Петербуржцы конечно же совсем иначе воспринимали события 1878 г.: кончилась эпоха реформ и оптимизма, и страна, казалось, начала колебаться между анархией и тиранией. Террористы, которые через три года убьют Александра II, уже совершили первые убийства. Кончился медовый месяц интеллигенции и правительства. Семена революции всходили не на почве обездоленного крестьянства, не в трущобах городских рабочих, а среди образованных, но недовольных детей дворянства и духовенства. Некоторые требовали не только гражданских прав и конституции – они готовились разрушить государство. Такие фанатичные заговоры в России не были обязательно фантастическими. Гораздо легче разрушить несгибаемую политическую систему, чем преобразовать ее. Русское государство было так построено, что хорошо подложенной бочкой с динамитом или метко нацеленным револьвером, истребляя немногочисленных великих князей и министров, его можно было сразу сокрушить. Слабость Российской империи состояла в ее непрочной социальной ткани: государство держалось только вертикалью власти от царя до последнего жандарма. В Великобритании или Франции общество укрепляла плотная ткань из разных сословий и учреждений – законодательная власть, юриспруденция, церковь, местная администрация. В России же, где подобные институты или только зарождались, или уже вымирали, такой опоры у власти не было.

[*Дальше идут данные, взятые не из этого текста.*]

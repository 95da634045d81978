//! The host-facing filter.
//!
//! A [`ScrubFilter`] sits inline in an audio pipeline: the host hands it one
//! planar packet per tick and plays back whatever comes out. While the
//! recognizer is unavailable the filter passes audio through verbatim, so a
//! missing model never silences a stream.

use crate::audio::ring::PacketInfo;
use crate::audio::SpeakerLayout;
use crate::config::{FilterSettings, WINDOW_MS};
use crate::engine::{EngineError, EngineFactory, SpeechEngine};
use crate::segment::SegmentProcessor;
use crate::state::{AsrSlot, DetectionControls, SharedState};
use crate::worker;
use crossbeam_channel::Sender;
use std::path::Path;
use std::sync::Arc;
use std::thread::JoinHandle;
use thiserror::Error;
use tracing::{debug, error, info};

/// Fixed per-stream properties, supplied by the host at creation.
#[derive(Debug, Clone, Copy, PartialEq, Eq)]
pub struct StreamFormat {
    pub sample_rate: u32,
    pub channels: u8,
}

/// One planar input packet: a contiguous sample slice per channel.
#[derive(Debug, Clone, Copy)]
pub struct AudioPacket<'a> {
    pub channels: &'a [&'a [f32]],
    pub frames: u32,
    pub timestamp: u64,
}

/// One processed packet, borrowed from the filter's output scratch.
#[derive(Debug)]
pub struct OutputBlock<'a> {
    planes: &'a [Vec<f32>],
    frames: u32,
    timestamp: u64,
}

impl<'a> OutputBlock<'a> {
    pub fn frames(&self) -> u32 {
        self.frames
    }

    pub fn timestamp(&self) -> u64 {
        self.timestamp
    }

    pub fn channel_count(&self) -> usize {
        self.planes.len()
    }

    pub fn channel(&self, index: usize) -> &'a [f32] {
        &self.planes[index][..self.frames as usize]
    }
}

/// What one tick of [`ScrubFilter::process`] produced.
#[derive(Debug)]
pub enum FilterOutput<'a> {
    /// The filter is inactive or has no recognizer; play the input verbatim.
    PassThrough(AudioPacket<'a>),
    /// The input was queued but no processed packet is ready this tick.
    Pending,
    /// A processed packet, in arrival order, with its original framing.
    Ready(OutputBlock<'a>),
}

#[derive(Debug, Error)]
pub enum FilterError {
    #[error("unsupported channel count {0}")]
    UnsupportedLayout(u8),
    #[error("packet has {got} channels, filter was created for {want}")]
    ChannelMismatch { want: usize, got: usize },
    #[error("packet channel {channel} holds {got} samples but claims {want} frames")]
    ShortChannel {
        channel: usize,
        want: usize,
        got: usize,
    },
    #[error("invalid settings: {0}")]
    Settings(String),
}

pub struct ScrubFilter {
    shared: Arc<SharedState>,
    worker: Option<JoinHandle<()>>,
    wake: Option<Sender<()>>,
    settings: FilterSettings,
    factory: Arc<dyn EngineFactory>,
    sample_rate: u32,
    channels: usize,
    layout: SpeakerLayout,
    active: bool,
    scratch: Vec<Vec<f32>>,
}

impl ScrubFilter {
    /// Build a filter for a fixed stream format.
    ///
    /// A model that fails to load is not an error: the filter starts in
    /// pass-through and a later [`update`](Self::update) can retry.
    pub fn new(
        format: StreamFormat,
        settings: FilterSettings,
        factory: Arc<dyn EngineFactory>,
    ) -> Result<Self, FilterError> {
        let layout = SpeakerLayout::from_channels(format.channels)
            .ok_or(FilterError::UnsupportedLayout(format.channels))?;
        settings
            .validate()
            .map_err(|err| FilterError::Settings(err.to_string()))?;

        let channels = usize::from(format.channels);
        let frames_per_window = (u64::from(format.sample_rate) * WINDOW_MS / 1000) as usize;
        let engine = match Self::load_engine(factory.as_ref(), &settings.model_path) {
            Ok(engine) => Some(engine),
            Err(err) => {
                error!(%err, "model unavailable, starting in pass-through");
                None
            }
        };
        let slot = AsrSlot {
            engine,
            params: settings.asr_params(),
            controls: DetectionControls::from_settings(&settings),
        };
        let shared = Arc::new(SharedState::new(channels, frames_per_window * 2, slot));

        let mut filter = Self {
            shared,
            worker: None,
            wake: None,
            settings,
            factory,
            sample_rate: format.sample_rate,
            channels,
            layout,
            active: true,
            scratch: vec![Vec::new(); channels],
        };
        if filter.shared.is_ready() {
            filter.spawn_worker();
        }
        info!(
            channels,
            sample_rate = format.sample_rate,
            frames_per_window,
            layout = ?filter.layout,
            ready = filter.is_ready(),
            "filter created"
        );
        Ok(filter)
    }

    /// One host tick: queue the packet, then return whatever processed packet
    /// is ready. Non-blocking; the critical sections are short copies.
    pub fn process<'a>(
        &'a mut self,
        packet: AudioPacket<'a>,
    ) -> Result<FilterOutput<'a>, FilterError> {
        if !self.active || !self.shared.is_ready() {
            return Ok(FilterOutput::PassThrough(packet));
        }
        self.push(&packet)?;
        match Self::pull(self) {
            Some(block) => Ok(FilterOutput::Ready(block)),
            None => Ok(FilterOutput::Pending),
        }
    }

    /// Pop one processed packet, if any. Packets come out in the order their
    /// first contributing input packet arrived.
    pub fn pull(&mut self) -> Option<OutputBlock<'_>> {
        let (frames, timestamp) = {
            let mut output = crate::lock_or_recover(&self.shared.output, "output stage");
            let info = output.meta.pop_front()?;
            let n = info.frames as usize;
            for (ring, scratch) in output.pcm.iter_mut().zip(&mut self.scratch) {
                scratch.resize(n, 0.0);
                ring.pop_into(&mut scratch[..n]);
            }
            (info.frames, info.timestamp)
        };
        debug!(frames, timestamp, "pulled output packet");
        Some(OutputBlock {
            planes: &self.scratch,
            frames,
            timestamp,
        })
    }

    /// Apply a settings change. A changed model path quiesces the worker,
    /// loads the new model, and restarts windowing from scratch; on reload
    /// failure the filter stays in pass-through until the next update.
    pub fn update(&mut self, settings: FilterSettings) -> Result<(), FilterError> {
        settings
            .validate()
            .map_err(|err| FilterError::Settings(err.to_string()))?;

        {
            let mut slot = crate::lock_or_recover(&self.shared.asr, "asr slot");
            slot.controls = DetectionControls::from_settings(&settings);
            slot.params = settings.asr_params();
        }

        if settings.model_path != self.settings.model_path {
            info!(path = %settings.model_path.display(), "model path changed, reloading");
            self.teardown_worker();
            match Self::load_engine(self.factory.as_ref(), &settings.model_path) {
                Ok(engine) => {
                    self.shared.set_engine(Some(engine));
                    self.spawn_worker();
                }
                Err(err) => {
                    error!(%err, "model reload failed, staying in pass-through");
                }
            }
        }

        self.settings = settings;
        Ok(())
    }

    /// An inactive filter passes every packet through untouched.
    pub fn set_active(&mut self, active: bool) {
        self.active = active;
        info!(active, "filter activation changed");
    }

    /// False while no recognizer is loaded (pass-through mode).
    pub fn is_ready(&self) -> bool {
        self.shared.is_ready()
    }

    pub fn layout(&self) -> SpeakerLayout {
        self.layout
    }

    fn push(&mut self, packet: &AudioPacket<'_>) -> Result<(), FilterError> {
        if packet.channels.len() != self.channels {
            return Err(FilterError::ChannelMismatch {
                want: self.channels,
                got: packet.channels.len(),
            });
        }
        let frames = packet.frames as usize;
        for (channel, plane) in packet.channels.iter().enumerate() {
            if plane.len() < frames {
                return Err(FilterError::ShortChannel {
                    channel,
                    want: frames,
                    got: plane.len(),
                });
            }
        }

        {
            let mut input = crate::lock_or_recover(&self.shared.input, "input stage");
            for (ring, plane) in input.pcm.iter_mut().zip(packet.channels) {
                ring.push_slice(&plane[..frames]);
            }
            input.meta.push_back(PacketInfo {
                frames: packet.frames,
                timestamp: packet.timestamp,
            });
            debug!(
                frames = packet.frames,
                queued = input.queued_samples(),
                "queued input packet"
            );
        }
        if let Some(wake) = &self.wake {
            let _ = wake.try_send(());
        }
        Ok(())
    }

    fn load_engine(
        factory: &dyn EngineFactory,
        model_path: &Path,
    ) -> Result<Box<dyn SpeechEngine>, EngineError> {
        factory.ensure_model(model_path)?;
        factory.load(model_path)
    }

    fn spawn_worker(&mut self) {
        let (tx, rx) = crossbeam_channel::bounded(1);
        let processor = SegmentProcessor::new(self.channels, self.sample_rate);
        let shared = self.shared.clone();
        match std::thread::Builder::new()
            .name("scrubstream-worker".to_string())
            .spawn(move || worker::run(shared, processor, rx))
        {
            Ok(handle) => {
                self.wake = Some(tx);
                self.worker = Some(handle);
            }
            Err(err) => {
                error!(%err, "could not spawn worker, dropping to pass-through");
                self.shared.clear_engine();
            }
        }
    }

    fn teardown_worker(&mut self) {
        self.shared.clear_engine();
        // Dropping the sender disconnects the wake channel, so an idle worker
        // leaves immediately instead of finishing its 10 ms doze.
        self.wake = None;
        if let Some(handle) = self.worker.take() {
            if handle.join().is_err() {
                error!("worker thread panicked during teardown");
            }
        }
    }
}

impl Drop for ScrubFilter {
    fn drop(&mut self) {
        self.teardown_worker();
    }
}

#[cfg(test)]
mod tests {
    use super::*;
    use crate::engine::{AsrParams, Transcript};

    struct NoModelFactory;

    impl EngineFactory for NoModelFactory {
        fn ensure_model(&self, model_path: &Path) -> Result<(), EngineError> {
            Err(EngineError::ModelMissing(model_path.to_path_buf()))
        }

        fn load(&self, _model_path: &Path) -> Result<Box<dyn SpeechEngine>, EngineError> {
            unreachable!("ensure_model always fails")
        }
    }

    struct EchoEngine;

    impl SpeechEngine for EchoEngine {
        fn transcribe(
            &mut self,
            _pcm: &[f32],
            _params: &AsrParams,
        ) -> Result<Transcript, EngineError> {
            Ok(Transcript {
                text: "hello".to_string(),
                t0_cs: 0,
                t1_cs: 101,
                token_probs: vec![0.9],
            })
        }
    }

    struct EchoFactory;

    impl EngineFactory for EchoFactory {
        fn ensure_model(&self, _model_path: &Path) -> Result<(), EngineError> {
            Ok(())
        }

        fn load(&self, _model_path: &Path) -> Result<Box<dyn SpeechEngine>, EngineError> {
            Ok(Box::new(EchoEngine))
        }
    }

    fn format() -> StreamFormat {
        StreamFormat {
            sample_rate: 48_000,
            channels: 1,
        }
    }

    #[test]
    fn seven_channels_have_no_layout() {
        let result = ScrubFilter::new(
            StreamFormat {
                sample_rate: 48_000,
                channels: 7,
            },
            FilterSettings::default(),
            Arc::new(EchoFactory),
        );
        assert!(matches!(result, Err(FilterError::UnsupportedLayout(7))));
    }

    #[test]
    fn invalid_settings_are_rejected_at_creation() {
        let settings = FilterSettings {
            n_threads: 0,
            ..FilterSettings::default()
        };
        let result = ScrubFilter::new(format(), settings, Arc::new(EchoFactory));
        assert!(matches!(result, Err(FilterError::Settings(_))));
    }

    #[test]
    fn missing_model_starts_in_pass_through() {
        let mut filter =
            ScrubFilter::new(format(), FilterSettings::default(), Arc::new(NoModelFactory))
                .expect("creation should survive a missing model");
        assert!(!filter.is_ready());

        let samples = vec![0.25f32; 480];
        let planes: Vec<&[f32]> = vec![&samples];
        let packet = AudioPacket {
            channels: &planes,
            frames: 480,
            timestamp: 0,
        };
        match filter.process(packet).unwrap() {
            FilterOutput::PassThrough(returned) => {
                assert_eq!(returned.frames, 480);
                assert_eq!(returned.channels[0], &samples[..]);
            }
            other => panic!("expected pass-through, got {other:?}"),
        }
    }

    #[test]
    fn inactive_filter_passes_through_even_when_ready() {
        let mut filter =
            ScrubFilter::new(format(), FilterSettings::default(), Arc::new(EchoFactory))
                .expect("creation should succeed");
        assert!(filter.is_ready());
        filter.set_active(false);

        let samples = vec![0.25f32; 480];
        let planes: Vec<&[f32]> = vec![&samples];
        let packet = AudioPacket {
            channels: &planes,
            frames: 480,
            timestamp: 0,
        };
        assert!(matches!(
            filter.process(packet).unwrap(),
            FilterOutput::PassThrough(_)
        ));
    }

    #[test]
    fn mismatched_channel_count_is_rejected() {
        let mut filter =
            ScrubFilter::new(format(), FilterSettings::default(), Arc::new(EchoFactory))
                .expect("creation should succeed");
        let left = vec![0.0f32; 480];
        let right = vec![0.0f32; 480];
        let planes: Vec<&[f32]> = vec![&left, &right];
        let packet = AudioPacket {
            channels: &planes,
            frames: 480,
            timestamp: 0,
        };
        assert!(matches!(
            filter.process(packet),
            Err(FilterError::ChannelMismatch { want: 1, got: 2 })
        ));
    }

    #[test]
    fn short_channel_slices_are_rejected() {
        let mut filter =
            ScrubFilter::new(format(), FilterSettings::default(), Arc::new(EchoFactory))
                .expect("creation should succeed");
        let samples = vec![0.0f32; 100];
        let planes: Vec<&[f32]> = vec![&samples];
        let packet = AudioPacket {
            channels: &planes,
            frames: 480,
            timestamp: 0,
        };
        assert!(matches!(
            filter.process(packet),
            Err(FilterError::ShortChannel { channel: 0, .. })
        ));
    }
}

Те, кто убил Александра II, поколение революционеров – предшественников Ленина, понимали всю слабость государства. Им недоставало только поддержки народа, и они пока не надеялись его взбунтовать. С точки зрения иностранного наблюдателя, Россия в 1880-х гг. уже была в застое, уже отставала от остального мира, и ее правители казались бессердечными циниками, но изнутри страна выглядела стабильной. Репутации России вредили эпидемии, погромы, голод. Десять лет назад Европа начала любоваться не только военной мощью России, но и ее культурой: Франция и Германия зачитывались Тургеневым и Толстым. В 1880-х гг. последними доказательствами, что Россия – цивилизованная страна, были только музыка Чайковского и химия Менделеева. Но в застое есть покой. За всю историю Российского государства не было такого длительного периода мира: целое поколение спокойно выросло от победы над Турцией в 1877 г. до начала войны с Японией в 1904 г.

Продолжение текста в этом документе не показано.